We actually talked about my studies.

But such memories often came out of nowhere for her.

Grandmother had Alzheimer's.

The memories seemed to haunt her like ghosts.

Her hands moved back and forth on the turquoise handle of the walking stick.

Her eyes were as cloudy as an old mirror.

She didn't notice that we had just talked about anything else.

Suddenly she was talking about the Siberian winter, about the death of her mother, about the labor camp: "My brother died in the labor camp," she said.

My grandmother was a Volga German, a Russian German.

Post-Soviet migrant.

Like their children, their grandchildren, their great-grandchildren.

Like me.

She died a year ago.

Ten years ago, my parents, my brother and I drove through the former Republic of the Volga Germans for the last time.

It should be there, somewhere between Saratow and Samara, the village of Schöntal.
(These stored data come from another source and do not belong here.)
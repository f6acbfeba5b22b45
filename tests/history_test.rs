use anyhow::Result;
use gin_cli::adapters::LogQuery;
use gin_cli::services::history::{checkout_copies, checkout_version, log, CopyTarget};
use gin_cli::services::{RepoContext, Tools};
use gin_cli::testing::{plain_builder, Response, ScriptedRunner};
use gin_core::ports::Tool;
use gin_core::{CheckoutEvent, CheckoutKind};
use std::fs;
use std::sync::Arc;
use tempfile::TempDir;

fn scripted(runner: ScriptedRunner) -> (Arc<ScriptedRunner>, Tools) {
    let runner = Arc::new(runner);
    (runner.clone(), Tools::new(runner, plain_builder()))
}

const TREE: &str = "100644 blob h1\tscan.tif\0040000 tree h2\tsub\0100644 blob h3\tsub/notes.txt\0120000 blob h4\tlatest\0";

fn history_runner() -> ScriptedRunner {
    ScriptedRunner::new()
        .git(&["ls-tree"], Response::ok(TREE))
        .git(
            &["cat-file", "blob", "rev1:scan.tif"],
            Response::ok("../.git/annex/objects/Xk/p2/MD5-s5--aa/MD5-s5--aa\n"),
        )
        .git(&["cat-file", "blob", "rev1:sub/notes.txt"], Response::ok("hello"))
        .git(&["cat-file", "blob", "rev1:latest"], Response::ok("sub/notes.txt"))
        .on_sequence(
            Tool::Annex,
            &["contentlocation", "MD5-s5--aa"],
            vec![Response::fail(1, ""), Response::ok(".git/annex/objects/MD5-s5--aa\n")],
        )
}

fn target(dir: &TempDir) -> CopyTarget {
    CopyTarget {
        destination: dir.path().join("restored"),
        suffix: "2024-01-02-030405".to_string(),
    }
}

#[test]
fn test_checkout_copies_writes_versioned_files() -> Result<()> {
    let dir = TempDir::new()?;
    let objects = dir.path().join(".git").join("annex").join("objects");
    fs::create_dir_all(&objects)?;
    fs::write(objects.join("MD5-s5--aa"), "image")?;
    let (runner, tools) = scripted(history_runner());
    let ctx = RepoContext::with_mode(tools, dir.path(), false);

    let events: Vec<CheckoutEvent> = checkout_copies(&ctx, "rev1".to_string(), vec![], target(&dir))
        .iter()
        .collect();

    assert_eq!(events.len(), 4);
    assert!(events.iter().all(|e| e.error.is_none()));
    let restored = dir.path().join("restored");
    assert_eq!(fs::read_to_string(restored.join("scan-2024-01-02-030405.tif"))?, "image");
    assert_eq!(fs::read_to_string(restored.join("sub").join("notes-2024-01-02-030405.txt"))?, "hello");

    let kinds: Vec<Option<CheckoutKind>> = events.iter().map(|e| e.kind).collect();
    assert_eq!(
        kinds,
        vec![
            Some(CheckoutKind::Annex),
            Some(CheckoutKind::Tree),
            Some(CheckoutKind::Git),
            Some(CheckoutKind::Link)
        ]
    );
    assert_eq!(events[3].destination, "sub/notes.txt");
    assert!(!restored.join("latest-2024-01-02-030405").exists());

    // Missing content is fetched exactly once
    assert_eq!(runner.count(Tool::Annex, &["get", "--key=MD5-s5--aa"]), 1);
    Ok(())
}

#[test]
fn test_checkout_copies_never_overwrites() -> Result<()> {
    let dir = TempDir::new()?;
    let objects = dir.path().join(".git").join("annex").join("objects");
    fs::create_dir_all(&objects)?;
    fs::write(objects.join("MD5-s5--aa"), "image")?;
    let existing = dir.path().join("restored").join("sub");
    fs::create_dir_all(&existing)?;
    fs::write(existing.join("notes-2024-01-02-030405.txt"), "mine")?;
    let (_, tools) = scripted(history_runner());
    let ctx = RepoContext::with_mode(tools, dir.path(), false);

    let events: Vec<CheckoutEvent> = checkout_copies(&ctx, "rev1".to_string(), vec![], target(&dir))
        .iter()
        .collect();

    let failed: Vec<&str> = events
        .iter()
        .filter(|e| e.error.is_some())
        .map(|e| e.file_name.as_str())
        .collect();
    assert_eq!(failed, vec!["sub/notes.txt"]);
    assert_eq!(fs::read_to_string(existing.join("notes-2024-01-02-030405.txt"))?, "mine");
    Ok(())
}

#[test]
fn test_checkout_copies_unknown_revision() -> Result<()> {
    let dir = TempDir::new()?;
    let (_, tools) = scripted(
        ScriptedRunner::new().git(&["ls-tree"], Response::fail(128, "fatal: Not a valid object name nope\n")),
    );
    let ctx = RepoContext::with_mode(tools, dir.path(), false);

    let events: Vec<CheckoutEvent> = checkout_copies(&ctx, "nope".to_string(), vec![], target(&dir))
        .iter()
        .collect();

    assert_eq!(events.len(), 1);
    assert!(events[0].file_name.is_empty());
    assert!(events[0].error.is_some());
    Ok(())
}

#[test]
fn test_checkout_version_checks_content_afterwards() -> Result<()> {
    let dir = TempDir::new()?;
    let (runner, tools) = scripted(ScriptedRunner::new().annex(&["fsck"], Response::fail(1, "fsck failed")));
    let ctx = RepoContext::with_mode(tools, dir.path(), false);

    checkout_version(&ctx, "rev1", &["data".to_string()])?;

    assert_eq!(runner.args_of(Tool::Git, &["checkout"])[0], vec!["checkout", "rev1", "--", "data"]);
    assert_eq!(runner.count(Tool::Annex, &["fsck", "data"]), 1);
    Ok(())
}

#[test]
fn test_log_parses_records() -> Result<()> {
    let dir = TempDir::new()?;
    let text = "a1b2c3\u{1f}a1b\u{1f}Ada\u{1f}ada@example.org\u{1f}2024-03-01T10:00:00+01:00\u{1f}Add data\u{1f}\0";
    let (runner, tools) = scripted(ScriptedRunner::new().git(&["log", "-z"], Response::ok(text)));
    let ctx = RepoContext::with_mode(tools, dir.path(), false);

    let query = LogQuery {
        count: Some(5),
        paths: vec!["data".to_string()],
        ..LogQuery::default()
    };
    let commits = log(&ctx, &query)?;

    assert_eq!(commits.len(), 1);
    assert_eq!(commits[0].subject, "Add data");
    let args = &runner.args_of(Tool::Git, &["log"])[0];
    assert!(args.contains(&"--max-count=5".to_string()));
    assert!(args.contains(&"--diff-filter=d".to_string()));
    assert_eq!(args.last().map(String::as_str), Some("data"));
    Ok(())
}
The village my grandparents come from.

It was founded in 1857.

Volga, watermelons and ruins

But the story of the Russian Germans began much earlier. With Catherine the Great. The Tsarina signed a ukase in the summer of 1763. Some call it a "colonialist letter", some an "invitation manifesto". It was an appeal to German settlers. So the Tsarina wanted to conquer the "wild field" of Russia and strengthen it economically. But it was also about their own strength, about bringing loyal citizens into the country. In return, it offered a lot: self-administration, tax breaks, free religious practice, exemption from military service and 30 hectares of land for each colonist family. And these families, they came. The beginning was not easy, some settlers did not even survive the first winter. They endured assaults and famine.

In 1857 there were 162 families in my grandmother's village. I can only guess whether their ancestors were among these founding members. Our story is too confused.

Back then, during our trip to Kazakhstan ten years ago, I looked out the car window and saw the Volga, watermelons and ruins. Is this our home? No not really. The Russian story of the Russian Germans and my family begins on the Volga, but ends in Siberia and the Kazakh steppe. Because with the attack by the National Socialists on the Soviet Union in 1941, hatred of Germans from Russia increased. They were suspected of being German spies. Anyone who spoke German was automatically a fascist. At the end of August, they were deported and sent to labor camps. Also my grandparents, their siblings and parents. When I was able to ask my grandma, she only replied in fragments of her memories: “Winter, trees that have been brought down. And death, ”she kept saying.Neither my grandma nor my grandpa spoke about the conditions in these camps.